3.1.2. Testing performance of VTPNs trained via KgDRL

In this section, we studied the treatment planning performance using purely the human rules, and two optimal VTPNs trained in three-fold cross validation via KgDRL with 8 episodes and DRL with 100 episodes, respectively. In addition, we also studied the performance of the VTPN trained via standard DRL with training suspended at 8 episodes to further highlight the training efficiency gain of KgDRL.

In Fig. 4, we first show the treatment planning process for one representative patient case performed by the VTPN trained with 8 episodes of KgDRL. It was observed that the VTPN successfully improved the plan quality, as evidenced by the generally increasing trend of the plan score along the planning process, and finally reaching the maximal score of 9. Specifically, the VTPN firstly determined to decrease the value of τrec to improve rectum sparing, and then focused on eliminating hot spots and enhancing the PTV dose homogeneity by raising λ, the weighting factor of PTV overdose in the objective function. It then changes the weighting factors of rectum and bladder, respectively, to adjust their importance. Later on, τbla was adjusted to reduce the dose delivered to bladder. In 18 steps of TPP adjustment, the plan score reached 9, i.e. the highest score in our scoring system, which concluded the treatment planning process. The planning process using VTPN trained with 100 episodes of the standard DRL was similar, and hence is not presented.

Figure 4.

Figure 4.

Evolution of DVH, dose distribution, TPPs, and PlanIQ scores for a representative testing patient case in the planning process performed by the VTPN trained with 8 episodes of KgDRL. (a1) From left to right: DVHs at TPP adjustment steps 0 (initial plan), 5, 10, 15, and 18 (final step) compared with that of the initial plan. (a2) Corresponding dose distributions. (b) and (c) TPP values and PlanIQ plan scores along the planning process.

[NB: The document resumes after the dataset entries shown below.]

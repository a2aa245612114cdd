use std::net::SocketAddr;
use std::sync::Arc;

use axum::{middleware, routing::get, Router};
use metrics_exporter_prometheus::PrometheusHandle;
use tower_http::cors::{Any, CorsLayer};
use tower_http::trace::TraceLayer;
use tracing_subscriber::{layer::SubscriberExt, util::SubscriberInitExt};

mod api;
mod auth;
mod blockchain;
mod config;
mod db;
mod metrics;
mod models;
mod services;

use crate::config::AppConfig;
use crate::db::Database;
use crate::services::ledger::Ledger;
use crate::services::spin::SpinService;

pub struct AppState {
    pub config: AppConfig,
    pub db: Database,
    pub ledger: Ledger,
    /// Spin pipeline; None when the contract/signer are not configured,
    /// in which case the spin endpoints answer 503
    pub spin_service: Option<Arc<SpinService>>,
    pub metrics_handle: PrometheusHandle,
}

#[tokio::main]
async fn main() -> anyhow::Result<()> {
    // Initialize tracing
    tracing_subscriber::registry()
        .with(
            tracing_subscriber::EnvFilter::try_from_default_env()
                .unwrap_or_else(|_| "roulette_backend=debug,tower_http=debug".into()),
        )
        .with(tracing_subscriber::fmt::layer())
        .init();

    // Load configuration
    dotenvy::dotenv().ok();
    let config = AppConfig::load()?;

    tracing::info!("Starting Roulette Backend v{}", env!("CARGO_PKG_VERSION"));
    tracing::info!("Environment: {}", config.environment);

    // Initialize Prometheus metrics
    let metrics_handle = metrics::init_metrics()?;
    tracing::info!("Prometheus metrics initialized");

    // Initialize database
    let db = Database::connect(&config.database_url).await?;
    db.run_migrations().await?;
    tracing::info!("Database connected, migrations applied");

    let ledger = Ledger::new(db.pool.clone());

    // Initialize the spin settlement stack (optional)
    let spin_service = if config.has_spin_config() {
        match SpinService::from_config(&config, ledger.clone()) {
            Ok(service) => {
                tracing::info!(
                    "Spin service initialized: chain_id={}, contract={:?}, signer={:?}",
                    config.chain_id,
                    service.contract_address(),
                    service.signer_address()
                );
                Some(Arc::new(service))
            }
            Err(e) => {
                tracing::warn!("Failed to initialize spin service: {}", e);
                None
            }
        }
    } else {
        tracing::info!("Roulette contract/signer not configured, spin endpoints disabled");
        None
    };

    // Build application state
    let state = Arc::new(AppState {
        config: config.clone(),
        db,
        ledger,
        spin_service,
        metrics_handle,
    });

    // Build router
    let app = Router::new()
        .route("/health", get(health_check))
        .route("/metrics", get(metrics_endpoint))
        .nest("/api/v1", api::routes::create_router(state.clone()))
        .layer(middleware::from_fn(api::middleware::metrics_middleware))
        .layer(
            CorsLayer::new()
                .allow_origin(Any)
                .allow_methods(Any)
                .allow_headers(Any),
        )
        .layer(TraceLayer::new_for_http())
        .with_state(state);

    // Start server
    let addr = SocketAddr::from(([0, 0, 0, 0], config.port));
    tracing::info!("Server listening on {}", addr);

    let listener = tokio::net::TcpListener::bind(addr).await?;
    axum::serve(listener, app).await?;

    Ok(())
}

async fn health_check() -> &'static str {
    "OK"
}

/// Prometheus metrics endpoint
async fn metrics_endpoint(
    axum::extract::State(state): axum::extract::State<Arc<AppState>>,
) -> String {
    state.metrics_handle.render()
}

We evaluated the effectiveness of using human rules for TPP adjustment on all testing patients, see Fig. 5 and Table 2. Compared to the initial plans that were generated with all TPPs set to unity, the rules were able to improve the plan score from 4.97 (±2.02) to 7.81 (±1.59) (average plan score (± standard deviation)). Yet, there was still rooms to further improve the resulting plans, especially for those receiving relatively low scores. The main reason for the relatively low performance of the rule-based planning process was that we only selected three general rules being valid for most of the patient cases. These rules were not complete and by no means optimal for each specific patient. In particular, the rules failed to improve plans for two of the testing patient cases, which made the resulting plan scores less than one. This in fact highlighted the need of developing the VTPN to learn how to intelligently adjust TPPs for specific patient cases.

Figure 5.

Figure 5.

A box plot comparing PlanIQ plan scores. Each blue box covers the 25th and 75th percentiles of the plan scores on 59 testing patient cases, while the red line in the middle gives the median value. Top and bottom lines indicate maximal and minimal scores. From left to right: initial plans, plans generated using only rules, plans generated by VTPN trained with 8 episodes of DRL, plans generated by VTPN trained with 100 episodes of DRL, and plans generated by VTPN trained with 8 episodes of KgDRL.

Table 2.

Comparison of performance using rules only, DRL and KgDRL on testing dataset.

Initial Rules DRL KgDRL
Number of training episodes -- -- 8 100 8
Training time (hours) -- -- 13 172 13
Average PlanIQ score (± standard deviation) 4.97 (±2.02) 7.81 (±1.59) 5.87 (±2.37) 8.43 (±0.48) 8.82 (±0.29)

Compared to purely relying on rules, both VTPNs trained via KgDRL and DRL were able to achieve better performance. More specifically VTPN trained with only 8 episodes of KgDRL achieved an average plan score of 8.82 on all the testing patient cases, with most of the testing cases (48 out of 59) reached the maximal plan score of 9. With a similar performance level, the VTPN trained with 100 episodes of DRL was capable of reaching an average score of 8.43. Plan scores of all the testing cases were at least 8, higher than the average plan score achieved by using the rules only. Based on these results, VTPNs were successfully trained with DRL using 100 episodes and KgDRL using 8 episodes, demonstrating the effectiveness of the DRL framework in learning TPP-adjustment policy for high-quality treatment plans.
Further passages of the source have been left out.